▶ About this task: The lines of the records that include "String" should all be copied.

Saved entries
┌──

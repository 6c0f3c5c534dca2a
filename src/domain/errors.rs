use bigdecimal::BigDecimal;
use thiserror::Error;

#[derive(Debug, Error)]
pub enum DomainError {
    #[error("{0} not found")]
    NotFound(String),
    #[error("Invalid input: {0}")]
    InvalidInput(String),
    #[error("Insufficient stock for {0}")]
    InsufficientStock(String),
    #[error("Insufficient wallet balance")]
    InsufficientBalance,
    #[error("Coupon unavailable: {0}")]
    CouponUnavailable(String),
    #[error("Order {0} is not payable")]
    NotPayable(String),
    #[error("Unknown payment: {0}")]
    UnknownPayment(String),
    #[error("Payment amount mismatch: expected {expected}, received {received}")]
    AmountMismatch {
        expected: String,
        received: String,
    },
    #[error("Gateway error: {0}")]
    Gateway(String),
    #[error("Internal error: {0}")]
    Internal(String),
}

impl DomainError {
    pub fn amount_mismatch(
        expected: &BigDecimal,
        expected_currency: &str,
        received: &BigDecimal,
        received_currency: &str,
    ) -> Self {
        DomainError::AmountMismatch {
            expected: format!("{} {}", expected, expected_currency),
            received: format!("{} {}", received, received_currency),
        }
    }
}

└──

▶ Your solution:
    NotFound(String),
    InvalidInput(String),
    InsufficientStock(String),
    CouponUnavailable(String),
    NotPayable(String),
    UnknownPayment(String),
        expected: String,
        received: String,
    Gateway(String),
    Internal(String),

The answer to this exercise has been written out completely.